O cálculo do CAC divide o total investido em marketing e vendas pelo número de clientes conquistados no período. A fórmula, porém, ignora o que acontece com o pedido depois da compra.
O CAC entra na conta ao lado do LTV, o valor que cada cliente gera ao longo do relacionamento. Quando o comprador não retorna, o LTV cai e a proporção entre os dois se desequilibra.
Análise do Mundo do Marketing trata o CAC alto como sintoma de desalinhamento estrutural, ligado à experiência inconsistente e à baixa retenção. Cortar mídia, nesse cenário, não resolve um problema que nasce fora do anúncio.
Mercado entra em ciclo de crescimento seletivo
O comércio eletrônico brasileiro vive um ciclo de crescimento seletivo, com lojistas profissionalizando a operação e olhando margem com mais atenção.
A leitura vem de dados do comércio eletrônico brasileiro reunidos pela Nuvemshop, que descrevem lojistas analisando margem, CAC e LTV com mais profundidade. A discussão saiu da mídia paga e foi para a estrutura que sustenta a venda. O movimento muda o peso de cada área no orçamento.
Crescimento seletivo descreve um ciclo em que ganhar volume deixa de ser o único critério. Margem, custo de servir e retenção entram na mesma planilha da aquisição.
Os dados da Nuvemshop apontam ticket médio de R$ 539 e base de 94 milhões de consumidores ativos. A escala explica por que pequenas falhas de expedição se multiplicam rápido.
O que acontece quando a operação não acompanha a demanda
Quando a demanda cresce mais rápido que a capacidade de expedição, o pedido comprado com verba de aquisição chega errado ou atrasado.
O painel de mídia continua mostrando o mesmo custo por venda, porque a falha aparece depois do checkout. O custo de aquisição de clientes efetivo, porém, sobe: o comprador não repete e a verba precisa trazer outro no lugar. A diferença entre os dois números fica invisível no relatório.
Três falhas de operação encarecem a captação de compradores:
- Pedido enviado incorretamente, que gera troca, novo frete e atendimento adicional.
- Atraso na entrega, que quebra a promessa feita no anúncio e reduz a recompra.
- Falta de padronização, que torna a experiência imprevisível de um pedido para outro.
Cada uma dessas falhas transfere para o atendimento e para o frete um custo que nasceu na operação. A verba que trouxe o comprador precisa ser gasta de novo para repor o cliente perdido.
O painel de mídia mede o custo por venda registrada. O custo por cliente mantido aparece depois, quando a base deveria repetir a compra.
A LOG18K trata essa capacidade como variável do custo de captação de clientes.
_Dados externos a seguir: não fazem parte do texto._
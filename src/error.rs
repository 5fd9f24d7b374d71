use thiserror::Error;

/// Crate errors.
///
/// Every variant carries enough context (record number, bank name, field
/// position) that a caller can report the first fault without re-deriving
/// where in the stream it happened.
#[derive(Error, Debug)]
pub enum JazelleError {
    #[error("file does not start with the JAZELLE tag, found {found:?}")]
    BadMagic { found: [u8; 8] },

    #[error("unexpected end of file while reading {while_reading}")]
    UnexpectedEof { while_reading: &'static str },

    #[error("sync fault 1: logical header flags {flags:#06x} set bits outside 0x3")]
    SyncFault1 { flags: u16 },

    #[error(
        "sync fault 2: continuation bit disagrees with prior fragment (expected {expected}, found {found})"
    )]
    SyncFault2 { expected: bool, found: bool },

    #[error("offset mismatch on {invariant}: expected {expected}, found {found}")]
    OffsetMismatch {
        invariant: &'static str,
        expected: u64,
        found: u64,
    },

    #[error("buffer underflow decoding {bank}: needed {needed} bytes, {remaining} remaining")]
    BufferUnderflow {
        bank: &'static str,
        needed: usize,
        remaining: usize,
    },

    #[error("unsupported content: {reason}")]
    UnsupportedContent { reason: &'static str },

    #[error("bad value for {field}: {value}")]
    BadValue { field: &'static str, value: i64 },

    #[error("I/O error: {0}")]
    Io(#[from] std::io::Error),
}

impl JazelleError {
    /// Attaches the logical record number a fault was discovered at, by
    /// folding it into the message of variants that don't already name a
    /// position of their own. Used by `EventAssembler` so every surfaced
    /// error names the record it happened on, per the propagation policy.
    pub fn at_record(self, record_no: u64) -> RecordError {
        RecordError {
            record_no,
            source: self,
        }
    }
}

/// A `JazelleError` tagged with the logical record number it was raised at.
#[derive(Error, Debug)]
#[error("record {record_no}: {source}")]
pub struct RecordError {
    pub record_no: u64,
    #[source]
    pub source: JazelleError,
}

pub(crate) type Result<T> = std::result::Result<T, JazelleError>;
O sistema próprio seleciona a modalidade de envio por destino e registra cada etapa em painéis acompanhados em tempo real.
A leitura tem limite e não explica todos os casos. Quando a recompra está saudável e o atraso é raro, o CAC alto costuma apontar para a oferta ou para o canal.
O que muda para quem vende produto físico
Para o lojista, o efeito prático é medir o custo de aquisição de clientes junto com a taxa de erro na expedição.
A conta muda quando o investimento em aquisição passa a ser comparado ao percentual de pedidos entregues no padrão prometido. O número de compradores que voltam a comprar dá a dimensão real do retorno. Sem esse cruzamento, o relatório de mídia conta metade da história.
Três medidas colocam a operação dentro da conta de aquisição:
- Comparar o volume de pedidos vendidos com o volume que a operação processa no prazo.
- Registrar a taxa de erro de envio por mês e o custo de cada correção.
- Medir a recompra dos clientes que tiveram atraso e dos que receberam no prazo.
O cruzamento também muda a leitura do orçamento. Parte da verba que iria para novas campanhas passa a sustentar armazenagem, prazo e padrão de envio, com efeito direto sobre a recompra.
Enquanto o mercado discute o custo de aquisição de clientes pelo lado da campanha, a estrutura que entrega o pedido segue fora da planilha. Para quem vende produto físico, ela define se o dinheiro investido vira cliente recorrente.